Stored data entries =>
⟨
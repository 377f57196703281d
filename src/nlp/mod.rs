//! Natural Language Processing components
//!
//! This module provides tokenization and stopword filtering.

pub mod stopwords;
pub mod tokenizer;
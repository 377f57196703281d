//! Stopword filtering
//!
//! Stopwords are supplied by the caller; there is no built-in list. Words are
//! normalized the same way the tokenizer normalizes text (lower-cased) so a
//! filter built from `["The"]` removes the token `"the"`.

use rustc_hash::FxHashSet;

/// A set of stopwords removed from queries before matching
#[derive(Debug, Clone, Default, PartialEq, Eq)]
pub struct StopwordFilter {
    /// Set of stopwords (lowercase)
    stopwords: FxHashSet<String>,
}

impl StopwordFilter {
    /// Create an empty stopword filter (no filtering)
    pub fn empty() -> Self {
        Self::default()
    }

    /// Create a stopword filter from a custom list
    pub fn from_list<S: AsRef<str>>(words: &[S]) -> Self {
        let stopwords = words.iter().map(|w| w.as_ref().to_lowercase()).collect();
        Self { stopwords }
    }

    /// Add additional stopwords to the filter
    pub fn add_stopwords<S: AsRef<str>>(&mut self, words: &[S]) {
        for word in words {
            self.stopwords.insert(word.as_ref().to_lowercase());
        }
    }

    /// Remove stopwords from the filter
    pub fn remove_stopwords<S: AsRef<str>>(&mut self, words: &[S]) {
        for word in words {
            self.stopwords.remove(&word.as_ref().to_lowercase());
        }
    }

    /// Check if a normalized token is a stopword
    pub fn is_stopword(&self, token: &str) -> bool {
        self.stopwords.contains(token)
    }

    /// Number of stopwords in the filter
    pub fn len(&self) -> usize {
        self.stopwords.len()
    }

    /// Check if the filter is empty
    pub fn is_empty(&self) -> bool {
        self.stopwords.is_empty()
    }

    /// Iterate over the stopwords (arbitrary order)
    pub fn iter(&self) -> impl Iterator<Item = &str> {
        self.stopwords.iter().map(String::as_str)
    }

    /// Drop every stopword from `tokens`, keeping the survivors in order
    pub fn filter(&self, tokens: Vec<String>) -> Vec<String> {
        filter_stop_words(tokens, self)
    }
}

/// Remove every token present in `stop_words`, preserving the relative order
/// of the remaining tokens. An empty filter returns the input unchanged.
pub fn filter_stop_words(tokens: Vec<String>, stop_words: &StopwordFilter) -> Vec<String> {
    if stop_words.is_empty() {
        return tokens;
    }
    tokens
        .into_iter()
        .filter(|token| !stop_words.is_stopword(token))
        .collect()
}

impl<S: AsRef<str>> FromIterator<S> for StopwordFilter {
    fn from_iter<I: IntoIterator<Item = S>>(iter: I) -> Self {
        let stopwords = iter
            .into_iter()
            .map(|w| w.as_ref().to_lowercase())
            .collect();
        Self { stopwords }
    }
}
⟩
EXERCISE DESCRIPTION =>
What are the lines, exactly as written above, from the line with "queries before matching" to the line with "pub fn iter(&self)", both included? Output only those.

ANSWER FOR THIS EXERCISE =>
/// A set of stopwords removed from queries before matching
#[derive(Debug, Clone, Default, PartialEq, Eq)]
pub struct StopwordFilter {
    /// Set of stopwords (lowercase)
    stopwords: FxHashSet<String>,
}

impl StopwordFilter {
    /// Create an empty stopword filter (no filtering)
    pub fn empty() -> Self {
        Self::default()
    }

    /// Create a stopword filter from a custom list
    pub fn from_list<S: AsRef<str>>(words: &[S]) -> Self {
        let stopwords = words.iter().map(|w| w.as_ref().to_lowercase()).collect();
        Self { stopwords }
    }

    /// Add additional stopwords to the filter
    pub fn add_stopwords<S: AsRef<str>>(&mut self, words: &[S]) {
        for word in words {
            self.stopwords.insert(word.as_ref().to_lowercase());
        }
    }

    /// Remove stopwords from the filter
    pub fn remove_stopwords<S: AsRef<str>>(&mut self, words: &[S]) {
        for word in words {
            self.stopwords.remove(&word.as_ref().to_lowercase());
        }
    }

    /// Check if a normalized token is a stopword
    pub fn is_stopword(&self, token: &str) -> bool {
        self.stopwords.contains(token)
    }

    /// Number of stopwords in the filter
    pub fn len(&self) -> usize {
        self.stopwords.len()
    }

    /// Check if the filter is empty
    pub fn is_empty(&self) -> bool {
        self.stopwords.is_empty()
    }

    /// Iterate over the stopwords (arbitrary order)
    pub fn iter(&self) -> impl Iterator<Item = &str> {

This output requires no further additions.